Park in Connecticut, United States

Haystack Mountain Tower is a stone observation tower at the summit of 1680 ft Haystack Mountain and the chief feature of Haystack Mountain State Park, a public recreation area in Norfolk, Connecticut. Built in 1929, the tower and the land on which it stands were donated by Ellen Battell Stoeckel. The tower provides views of three states and Long Island Sound. It was listed on the National Register of Historic Places in 1993.

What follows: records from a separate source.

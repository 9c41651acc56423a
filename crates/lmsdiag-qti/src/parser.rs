//! Assessment document parsing.
//!
//! Converts markup into the shared `Node` tree:
//! - attributes become `@name` keys
//! - element text becomes a leaf, or `#text` when the element has other content
//! - repeated children are grouped into a `List` under their tag name
//! - tags in the always-plural allowlist are a `List` even when single
//!
//! Version detection looks at content only, never at the file name.

use lazy_static::lazy_static;
use lmsdiag_core::node::TEXT_KEY;
use lmsdiag_core::{decode_text, FormatVersion, Node, ParseIssue, ParseIssueKind, ParsedDocument};
use regex::Regex;
use std::collections::{BTreeMap, HashSet};

lazy_static! {
    /// Tags that may repeat under their parent. Stored as lists regardless
    /// of how many instances a given document has.
    static ref ALWAYS_PLURAL: HashSet<&'static str> = [
        // QTI 1.2
        "assessment", "objectbank", "section", "item", "response_label",
        "respcondition", "itemfeedback", "qtimetadatafield", "material",
        "mattext", "matimage", "mataudio", "matvideo", "response_lid",
        "response_str", "response_num", "response_xy", "response_grp",
        "render_choice", "flow", "flow_mat", "flow_label", "varequal",
        "setvar", "displayfeedback", "decvar",
        // QTI 2.x
        "testPart", "assessmentSection", "assessmentItemRef", "simpleChoice",
        "responseDeclaration", "outcomeDeclaration", "modalFeedback",
        "mapEntry", "value", "choiceInteraction", "textEntryInteraction",
        "inlineChoiceInteraction", "inlineChoice", "simpleAssociableChoice",
        "hotspotChoice",
        // Content packaging
        "resource", "file", "dependency", "organization",
    ]
    .into_iter()
    .collect();

    /// Root markers of documents that carry assessment content.
    static ref ASSESSMENT_ROOT: Regex =
        Regex::new(r"<(?:[A-Za-z_][\w.-]*:)?(?:questestinterop|assessmentItem|assessmentTest)[\s>/]").unwrap();
}

/// Ordered content signatures: the most specific version is checked first,
/// QTI 1.2 is the fallback.
const VERSION_SIGNATURES: &[(&str, FormatVersion)] = &[
    ("imsqti_v2p2", FormatVersion::Qti22),
    ("imsqti_v2p1", FormatVersion::Qti21),
    ("imsqti_v2p0", FormatVersion::Qti21),
    ("<assessmentItem", FormatVersion::Qti21),
    ("<assessmentTest", FormatVersion::Qti21),
    (":assessmentItem", FormatVersion::Qti21),
    (":assessmentTest", FormatVersion::Qti21),
];

/// Detect the QTI version from document content.
pub fn detect_version(text: &str) -> FormatVersion {
    VERSION_SIGNATURES
        .iter()
        .find(|(marker, _)| text.contains(marker))
        .map(|(_, version)| *version)
        .unwrap_or(FormatVersion::Qti12)
}

/// Content sniff used to pick candidate members out of a container.
pub fn is_assessment_document(text: &str) -> bool {
    ASSESSMENT_ROOT.is_match(text)
}

/// Parse raw bytes (BOM-aware).
pub fn parse_bytes(bytes: &[u8]) -> ParsedDocument {
    parse(decode_text(bytes))
}

/// Parse assessment markup. Never fails: malformed input yields a document
/// with `well_formed = false` and the first defect in `parse_errors`.
pub fn parse(source: String) -> ParsedDocument {
    let version = detect_version(&source);

    if source.trim().is_empty() {
        return ParsedDocument::malformed(
            version,
            ParseIssue::new(ParseIssueKind::Empty, "document is empty"),
            source,
        );
    }

    let options = roxmltree::ParsingOptions {
        allow_dtd: true,
        ..roxmltree::ParsingOptions::default()
    };

    let tree = match roxmltree::Document::parse_with_options(&source, options) {
        Ok(doc) => {
            let root = doc.root_element();
            let mut map = BTreeMap::new();
            map.insert(root.tag_name().name().to_string(), element_to_node(root));
            Node::Map(map)
        }
        Err(e) => {
            let pos = e.pos();
            let message = e.to_string();
            let kind = if message.contains("end of stream") {
                ParseIssueKind::Truncated
            } else {
                ParseIssueKind::Syntax
            };
            tracing::debug!(%message, "assessment markup is not well-formed");
            let issue = ParseIssue::new(kind, message).at(format!("{}:{}", pos.row, pos.col));
            return ParsedDocument::malformed(version, issue, source);
        }
    };

    ParsedDocument::parsed(version, tree, source)
}

fn element_to_node(element: roxmltree::Node) -> Node {
    let mut map = BTreeMap::new();
    for attr in element.attributes() {
        map.insert(format!("@{}", attr.name()), Node::Leaf(attr.value().to_string()));
    }

    let mut text = String::new();
    let mut grouped: BTreeMap<String, Vec<Node>> = BTreeMap::new();
    for child in element.children() {
        if child.is_element() {
            grouped
                .entry(child.tag_name().name().to_string())
                .or_default()
                .push(element_to_node(child));
        } else if child.is_text() {
            if let Some(t) = child.text() {
                text.push_str(t);
            }
        }
    }
    let text = text.trim();

    if map.is_empty() && grouped.is_empty() {
        return Node::Leaf(text.to_string());
    }
    if !text.is_empty() {
        map.insert(TEXT_KEY.to_string(), Node::Leaf(text.to_string()));
    }
    for (name, mut nodes) in grouped {
        let value = if nodes.len() == 1 && !ALWAYS_PLURAL.contains(name.as_str()) {
            nodes.remove(0)
        } else {
            Node::List(nodes)
        };
        map.insert(name, value);
    }
    Node::Map(map)
}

==Description and history==
Haystack Mountain State Park is located just north of the village center of Norfolk, with its main access road, Stoeckel Drive, beginning on Connecticut Route 272. The 1.3 mile long paved road ends in a small parking lot at the base of summit of Haystack Mountain, where the tower stands. It is 50 ft in height and 22 ft in diameter, and is built primarily of dark grey granite that was quarried at the site. The stone is randomly laid, with deeply recessed mortaring. The interior has concrete steps leading upward to two intermediate landings, with a metal stairway leading from the second landing up to a concrete observation platform, which is set under a conical roof. The elevation of the second landing is indicated on the exterior by a stone string course. The observation area has eight openings providing views in all directions. With clear weather, areas in New York, Massachusetts, and Connecticut are visible, with views as far south as Long Island Sound possible.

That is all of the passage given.